WHAT THE TASK REQUIRES.
The full listing must be reproduced exactly as given.
════════════════
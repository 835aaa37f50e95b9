use crate::types::RawMotion;
use thiserror::Error;
use tokio::sync::mpsc;

/// Per-tick failure reported by a sample source.
#[derive(Debug, Clone, PartialEq, Error)]
pub enum SourceError {
    #[error("Device is not reachable")]
    DeviceUnreachable,
    #[error("Motion tracking is not supported by this device")]
    Unsupported,
    #[error("Device error: {0}")]
    Device(String),
}

/// Everything a source can push to the engine.
#[derive(Debug, Clone, PartialEq)]
pub enum SourceEvent {
    /// One update tick. Either field may be absent, or both present.
    Tick {
        motion: Option<RawMotion>,
        error: Option<SourceError>,
    },
    Connected,
    Disconnected,
    /// Live updates started or stopped flowing.
    TrackingActive(bool),
    /// The device gained or lost motion capability.
    TrackingAvailable(bool),
}

/// Everything the engine task consumes. Source events and engine commands
/// share one queue so they are handled in the order they were sent.
#[derive(Debug)]
pub(crate) enum Inbound {
    Source(SourceEvent),
    SetReference,
}

/// Sending half handed to a source. The source never owns the engine,
/// only this sender; events are dropped once the engine is gone.
#[derive(Debug, Clone)]
pub struct EventSink {
    tx: mpsc::UnboundedSender<Inbound>,
}

impl EventSink {
    /// A sink paired with a receiver of source events only.
    pub fn channel() -> (Self, EventReceiver) {
        let (sink, rx) = Self::inbound_channel();
        (sink, EventReceiver { rx })
    }

    pub(crate) fn inbound_channel() -> (Self, mpsc::UnboundedReceiver<Inbound>) {
        let (tx, rx) = mpsc::unbounded_channel();
        (Self { tx }, rx)
    }

    /// Push an event. Returns `false` when the receiving side is closed.
    pub fn send(&self, event: SourceEvent) -> bool {
        self.tx.send(Inbound::Source(event)).is_ok()
    }

    pub fn motion(&self, motion: RawMotion) -> bool {
        self.send(SourceEvent::Tick {
            motion: Some(motion),
            error: None,
        })
    }

    pub fn error(&self, error: SourceError) -> bool {
        self.send(SourceEvent::Tick {
            motion: None,
            error: Some(error),
        })
    }

    pub(crate) fn set_reference(&self) -> bool {
        self.tx.send(Inbound::SetReference).is_ok()
    }

    pub fn is_closed(&self) -> bool {
        self.tx.is_closed()
    }
}

/// Receiving half returned by [`EventSink::channel`].
#[derive(Debug)]
pub struct EventReceiver {
    rx: mpsc::UnboundedReceiver<Inbound>,
}

impl EventReceiver {
    /// Next source event, or `None` once every sink is dropped.
    pub async fn recv(&mut self) -> Option<SourceEvent> {
        loop {
            match self.rx.recv().await? {
                Inbound::Source(event) => return Some(event),
                Inbound::SetReference => continue,
            }
        }
    }
}

/// Contract for anything that produces motion ticks.
///
/// Status notifications (connection, capability) may arrive at any time
/// after [`attach`](SampleSource::attach); ticks only flow between
/// `start_updates` and `stop_updates`.
pub trait SampleSource: Send + 'static {
    /// Called once when the engine is built.
    fn attach(&mut self, sink: EventSink);

    /// Begin delivering ticks to the attached sink.
    fn start_updates(&mut self) -> Result<(), SourceError>;

    /// Stop delivering ticks.
    fn stop_updates(&mut self);
}

impl<S: SampleSource + ?Sized> SampleSource for Box<S> {
    fn attach(&mut self, sink: EventSink) {
        (**self).attach(sink)
    }

    fn start_updates(&mut self) -> Result<(), SourceError> {
        (**self).start_updates()
    }

    fn stop_updates(&mut self) {
        (**self).stop_updates()
    }
}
════════════════
EXPECTED ANSWER.
repository 835aaa37f50e95b9
use crate::types::RawMotion;
use thiserror::Error;
use tokio::sync::mpsc;

/// Per-tick failure reported by a sample source.
#[derive(Debug, Clone, PartialEq, Error)]
pub enum SourceError {
    #[error("Device is not reachable")]
    DeviceUnreachable,
    #[error("Motion tracking is not supported by this device")]
    Unsupported,
    #[error("Device error: {0}")]
    Device(String),
}

/// Everything a source can push to the engine.
#[derive(Debug, Clone, PartialEq)]
pub enum SourceEvent {
    /// One update tick. Either field may be absent, or both present.
    Tick {
        motion: Option<RawMotion>,
        error: Option<SourceError>,
    },
    Connected,
    Disconnected,
    /// Live updates started or stopped flowing.
    TrackingActive(bool),
    /// The device gained or lost motion capability.
    TrackingAvailable(bool),
}

/// Everything the engine task consumes. Source events and engine commands
/// share one queue so they are handled in the order they were sent.
#[derive(Debug)]
pub(crate) enum Inbound {
    Source(SourceEvent),
    SetReference,
}

/// Sending half handed to a source. The source never owns the engine,
/// only this sender; events are dropped once the engine is gone.
#[derive(Debug, Clone)]
pub struct EventSink {
    tx: mpsc::UnboundedSender<Inbound>,
}

impl EventSink {
    /// A sink paired with a receiver of source events only.
    pub fn channel() -> (Self, EventReceiver) {
        let (sink, rx) = Self::inbound_channel();
        (sink, EventReceiver { rx })
    }

    pub(crate) fn inbound_channel() -> (Self, mpsc::UnboundedReceiver<Inbound>) {
        let (tx, rx) = mpsc::unbounded_channel();
        (Self { tx }, rx)
    }

    /// Push an event. Returns `false` when the receiving side is closed.
    pub fn send(&self, event: SourceEvent) -> bool {
        self.tx.send(Inbound::Source(event)).is_ok()
    }

    pub fn motion(&self, motion: RawMotion) -> bool {
        self.send(SourceEvent::Tick {
            motion: Some(motion),
            error: None,
        })
    }

    pub fn error(&self, error: SourceError) -> bool {
        self.send(SourceEvent::Tick {
            motion: None,
            error: Some(error),
        })
    }

    pub(crate) fn set_reference(&self) -> bool {
        self.tx.send(Inbound::SetReference).is_ok()
    }

    pub fn is_closed(&self) -> bool {
        self.tx.is_closed()
    }
}

/// Receiving half returned by [`EventSink::channel`].
#[derive(Debug)]
pub struct EventReceiver {
    rx: mpsc::UnboundedReceiver<Inbound>,
}

impl EventReceiver {
    /// Next source event, or `None` once every sink is dropped.
    pub async fn recv(&mut self) -> Option<SourceEvent> {
        loop {
            match self.rx.recv().await? {
                Inbound::Source(event) => return Some(event),
                Inbound::SetReference => continue,
            }
        }
    }
}

/// Contract for anything that produces motion ticks.
///
/// Status notifications (connection, capability) may arrive at any time
/// after [`attach`](SampleSource::attach); ticks only flow between
/// `start_updates` and `stop_updates`.
pub trait SampleSource: Send + 'static {
    /// Called once when the engine is built.
    fn attach(&mut self, sink: EventSink);

    /// Begin delivering ticks to the attached sink.
    fn start_updates(&mut self) -> Result<(), SourceError>;

    /// Stop delivering ticks.
    fn stop_updates(&mut self);
}

impl<S: SampleSource + ?Sized> SampleSource for Box<S> {
    fn attach(&mut self, sink: EventSink) {
        (**self).attach(sink)
    }

    fn start_updates(&mut self) -> Result<(), SourceError> {
        (**self).start_updates()
    }

    fn stop_updates(&mut self) {
        (**self).stop_updates()
    }
}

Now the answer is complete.